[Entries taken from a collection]

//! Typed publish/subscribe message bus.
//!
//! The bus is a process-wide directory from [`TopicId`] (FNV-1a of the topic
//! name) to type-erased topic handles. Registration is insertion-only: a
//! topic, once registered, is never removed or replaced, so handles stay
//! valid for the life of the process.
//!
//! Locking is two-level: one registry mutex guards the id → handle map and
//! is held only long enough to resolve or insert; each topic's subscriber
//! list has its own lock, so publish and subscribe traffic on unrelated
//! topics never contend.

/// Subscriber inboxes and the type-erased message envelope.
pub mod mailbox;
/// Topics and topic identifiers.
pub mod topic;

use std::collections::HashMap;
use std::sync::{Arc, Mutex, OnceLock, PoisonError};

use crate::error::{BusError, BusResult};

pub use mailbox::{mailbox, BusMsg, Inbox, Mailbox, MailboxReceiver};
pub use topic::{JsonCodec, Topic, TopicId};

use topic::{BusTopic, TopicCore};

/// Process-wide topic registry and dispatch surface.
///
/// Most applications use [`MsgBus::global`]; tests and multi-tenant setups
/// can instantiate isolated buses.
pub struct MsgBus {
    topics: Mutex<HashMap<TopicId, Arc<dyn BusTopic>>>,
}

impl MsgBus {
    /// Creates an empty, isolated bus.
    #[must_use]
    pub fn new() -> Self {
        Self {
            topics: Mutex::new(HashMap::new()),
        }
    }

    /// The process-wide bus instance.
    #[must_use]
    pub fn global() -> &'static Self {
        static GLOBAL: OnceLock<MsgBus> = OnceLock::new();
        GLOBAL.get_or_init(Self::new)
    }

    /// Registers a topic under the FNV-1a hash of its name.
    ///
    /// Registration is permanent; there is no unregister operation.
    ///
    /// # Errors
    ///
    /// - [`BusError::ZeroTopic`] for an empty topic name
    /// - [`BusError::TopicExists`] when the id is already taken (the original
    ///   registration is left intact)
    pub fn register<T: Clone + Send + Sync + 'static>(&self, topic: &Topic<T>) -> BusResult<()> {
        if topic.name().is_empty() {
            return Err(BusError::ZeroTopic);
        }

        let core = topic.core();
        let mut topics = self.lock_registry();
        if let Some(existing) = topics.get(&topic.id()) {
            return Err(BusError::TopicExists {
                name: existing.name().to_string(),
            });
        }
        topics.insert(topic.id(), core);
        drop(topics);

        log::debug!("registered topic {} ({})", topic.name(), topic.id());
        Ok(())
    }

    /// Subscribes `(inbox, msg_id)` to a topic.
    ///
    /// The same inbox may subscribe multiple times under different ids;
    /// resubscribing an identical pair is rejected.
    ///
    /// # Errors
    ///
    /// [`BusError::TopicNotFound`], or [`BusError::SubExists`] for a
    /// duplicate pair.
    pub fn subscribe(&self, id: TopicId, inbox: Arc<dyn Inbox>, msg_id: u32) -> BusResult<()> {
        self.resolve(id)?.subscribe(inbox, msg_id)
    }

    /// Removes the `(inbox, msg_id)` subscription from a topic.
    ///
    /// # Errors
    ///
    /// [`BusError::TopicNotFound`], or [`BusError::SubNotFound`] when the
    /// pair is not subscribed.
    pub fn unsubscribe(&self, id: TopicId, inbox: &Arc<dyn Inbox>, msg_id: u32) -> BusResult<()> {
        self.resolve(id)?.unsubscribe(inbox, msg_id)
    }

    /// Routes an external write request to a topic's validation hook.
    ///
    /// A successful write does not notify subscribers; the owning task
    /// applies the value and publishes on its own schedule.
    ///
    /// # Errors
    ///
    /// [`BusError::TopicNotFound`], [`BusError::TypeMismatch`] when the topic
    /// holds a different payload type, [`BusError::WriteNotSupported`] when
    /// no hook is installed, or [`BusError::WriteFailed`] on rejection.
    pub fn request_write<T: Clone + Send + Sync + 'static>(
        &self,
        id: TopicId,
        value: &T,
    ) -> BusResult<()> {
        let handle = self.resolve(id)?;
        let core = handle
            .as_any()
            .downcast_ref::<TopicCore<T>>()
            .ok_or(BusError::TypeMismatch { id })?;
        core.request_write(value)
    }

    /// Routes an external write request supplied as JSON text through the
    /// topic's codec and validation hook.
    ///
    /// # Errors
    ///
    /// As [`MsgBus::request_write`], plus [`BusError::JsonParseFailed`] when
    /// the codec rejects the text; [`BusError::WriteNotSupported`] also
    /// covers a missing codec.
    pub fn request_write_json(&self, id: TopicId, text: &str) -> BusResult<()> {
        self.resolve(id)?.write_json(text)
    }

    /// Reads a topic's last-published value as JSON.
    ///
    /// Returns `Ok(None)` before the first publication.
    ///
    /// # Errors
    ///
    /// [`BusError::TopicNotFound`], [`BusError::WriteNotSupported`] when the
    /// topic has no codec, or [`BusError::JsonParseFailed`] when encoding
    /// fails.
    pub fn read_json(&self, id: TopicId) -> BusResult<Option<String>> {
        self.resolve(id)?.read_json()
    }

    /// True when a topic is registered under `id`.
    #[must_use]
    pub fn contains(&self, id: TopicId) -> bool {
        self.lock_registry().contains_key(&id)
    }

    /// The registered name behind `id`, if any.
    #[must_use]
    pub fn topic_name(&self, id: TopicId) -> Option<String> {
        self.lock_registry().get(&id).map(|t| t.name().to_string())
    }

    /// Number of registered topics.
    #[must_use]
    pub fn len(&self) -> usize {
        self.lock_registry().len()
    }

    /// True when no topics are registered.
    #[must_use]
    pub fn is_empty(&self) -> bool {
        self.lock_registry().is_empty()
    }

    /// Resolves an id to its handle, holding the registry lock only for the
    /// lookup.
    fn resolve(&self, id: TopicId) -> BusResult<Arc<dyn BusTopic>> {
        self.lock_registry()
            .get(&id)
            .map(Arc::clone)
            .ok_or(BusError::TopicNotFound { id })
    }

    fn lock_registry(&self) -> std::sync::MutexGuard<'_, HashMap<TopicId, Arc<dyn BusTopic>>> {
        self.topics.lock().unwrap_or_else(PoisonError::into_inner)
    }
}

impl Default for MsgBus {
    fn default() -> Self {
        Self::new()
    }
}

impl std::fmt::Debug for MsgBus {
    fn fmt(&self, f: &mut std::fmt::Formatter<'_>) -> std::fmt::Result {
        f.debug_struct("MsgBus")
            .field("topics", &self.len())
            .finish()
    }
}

• **WHAT YOU WILL DO**:
Reproduce each entry from the records above, character for character.

• **EXERCISE SOLUTION**:
//! Typed publish/subscribe message bus.
//!
//! The bus is a process-wide directory from [`TopicId`] (FNV-1a of the topic
//! name) to type-erased topic handles. Registration is insertion-only: a
//! topic, once registered, is never removed or replaced, so handles stay
//! valid for the life of the process.
//!
//! Locking is two-level: one registry mutex guards the id → handle map and
//! is held only long enough to resolve or insert; each topic's subscriber
//! list has its own lock, so publish and subscribe traffic on unrelated
//! topics never contend.

/// Subscriber inboxes and the type-erased message envelope.
pub mod mailbox;
/// Topics and topic identifiers.
pub mod topic;

use std::collections::HashMap;
use std::sync::{Arc, Mutex, OnceLock, PoisonError};

use crate::error::{BusError, BusResult};

pub use mailbox::{mailbox, BusMsg, Inbox, Mailbox, MailboxReceiver};
pub use topic::{JsonCodec, Topic, TopicId};

use topic::{BusTopic, TopicCore};

/// Process-wide topic registry and dispatch surface.
///
/// Most applications use [`MsgBus::global`]; tests and multi-tenant setups
/// can instantiate isolated buses.
pub struct MsgBus {
    topics: Mutex<HashMap<TopicId, Arc<dyn BusTopic>>>,
}

impl MsgBus {
    /// Creates an empty, isolated bus.
    #[must_use]
    pub fn new() -> Self {
        Self {
            topics: Mutex::new(HashMap::new()),
        }
    }

    /// The process-wide bus instance.
    #[must_use]
    pub fn global() -> &'static Self {
        static GLOBAL: OnceLock<MsgBus> = OnceLock::new();
        GLOBAL.get_or_init(Self::new)
    }

    /// Registers a topic under the FNV-1a hash of its name.
    ///
    /// Registration is permanent; there is no unregister operation.
    ///
    /// # Errors
    ///
    /// - [`BusError::ZeroTopic`] for an empty topic name
    /// - [`BusError::TopicExists`] when the id is already taken (the original
    ///   registration is left intact)
    pub fn register<T: Clone + Send + Sync + 'static>(&self, topic: &Topic<T>) -> BusResult<()> {
        if topic.name().is_empty() {
            return Err(BusError::ZeroTopic);
        }

        let core = topic.core();
        let mut topics = self.lock_registry();
        if let Some(existing) = topics.get(&topic.id()) {
            return Err(BusError::TopicExists {
                name: existing.name().to_string(),
            });
        }
        topics.insert(topic.id(), core);
        drop(topics);

        log::debug!("registered topic {} ({})", topic.name(), topic.id());
        Ok(())
    }

    /// Subscribes `(inbox, msg_id)` to a topic.
    ///
    /// The same inbox may subscribe multiple times under different ids;
    /// resubscribing an identical pair is rejected.
    ///
    /// # Errors
    ///
    /// [`BusError::TopicNotFound`], or [`BusError::SubExists`] for a
    /// duplicate pair.
    pub fn subscribe(&self, id: TopicId, inbox: Arc<dyn Inbox>, msg_id: u32) -> BusResult<()> {
        self.resolve(id)?.subscribe(inbox, msg_id)
    }

    /// Removes the `(inbox, msg_id)` subscription from a topic.
    ///
    /// # Errors
    ///
    /// [`BusError::TopicNotFound`], or [`BusError::SubNotFound`] when the
    /// pair is not subscribed.
    pub fn unsubscribe(&self, id: TopicId, inbox: &Arc<dyn Inbox>, msg_id: u32) -> BusResult<()> {
        self.resolve(id)?.unsubscribe(inbox, msg_id)
    }

    /// Routes an external write request to a topic's validation hook.
    ///
    /// A successful write does not notify subscribers; the owning task
    /// applies the value and publishes on its own schedule.
    ///
    /// # Errors
    ///
    /// [`BusError::TopicNotFound`], [`BusError::TypeMismatch`] when the topic
    /// holds a different payload type, [`BusError::WriteNotSupported`] when
    /// no hook is installed, or [`BusError::WriteFailed`] on rejection.
    pub fn request_write<T: Clone + Send + Sync + 'static>(
        &self,
        id: TopicId,
        value: &T,
    ) -> BusResult<()> {
        let handle = self.resolve(id)?;
        let core = handle
            .as_any()
            .downcast_ref::<TopicCore<T>>()
            .ok_or(BusError::TypeMismatch { id })?;
        core.request_write(value)
    }

    /// Routes an external write request supplied as JSON text through the
    /// topic's codec and validation hook.
    ///
    /// # Errors
    ///
    /// As [`MsgBus::request_write`], plus [`BusError::JsonParseFailed`] when
    /// the codec rejects the text; [`BusError::WriteNotSupported`] also
    /// covers a missing codec.
    pub fn request_write_json(&self, id: TopicId, text: &str) -> BusResult<()> {
        self.resolve(id)?.write_json(text)
    }

    /// Reads a topic's last-published value as JSON.
    ///
    /// Returns `Ok(None)` before the first publication.
    ///
    /// # Errors
    ///
    /// [`BusError::TopicNotFound`], [`BusError::WriteNotSupported`] when the
    /// topic has no codec, or [`BusError::JsonParseFailed`] when encoding
    /// fails.
    pub fn read_json(&self, id: TopicId) -> BusResult<Option<String>> {
        self.resolve(id)?.read_json()
    }

    /// True when a topic is registered under `id`.
    #[must_use]
    pub fn contains(&self, id: TopicId) -> bool {
        self.lock_registry().contains_key(&id)
    }

    /// The registered name behind `id`, if any.
    #[must_use]
    pub fn topic_name(&self, id: TopicId) -> Option<String> {
        self.lock_registry().get(&id).map(|t| t.name().to_string())
    }

    /// Number of registered topics.
    #[must_use]
    pub fn len(&self) -> usize {
        self.lock_registry().len()
    }

    /// True when no topics are registered.
    #[must_use]
    pub fn is_empty(&self) -> bool {
        self.lock_registry().is_empty()
    }

    /// Resolves an id to its handle, holding the registry lock only for the
    /// lookup.
    fn resolve(&self, id: TopicId) -> BusResult<Arc<dyn BusTopic>> {
        self.lock_registry()
            .get(&id)
            .map(Arc::clone)
            .ok_or(BusError::TopicNotFound { id })
    }

    fn lock_registry(&self) -> std::sync::MutexGuard<'_, HashMap<TopicId, Arc<dyn BusTopic>>> {
        self.topics.lock().unwrap_or_else(PoisonError::into_inner)
    }
}

impl Default for MsgBus {
    fn default() -> Self {
        Self::new()
    }
}

impl std::fmt::Debug for MsgBus {
    fn fmt(&self, f: &mut std::fmt::Formatter<'_>) -> std::fmt::Result {
        f.debug_struct("MsgBus")
            .field("topics", &self.len())
            .finish()
    }
}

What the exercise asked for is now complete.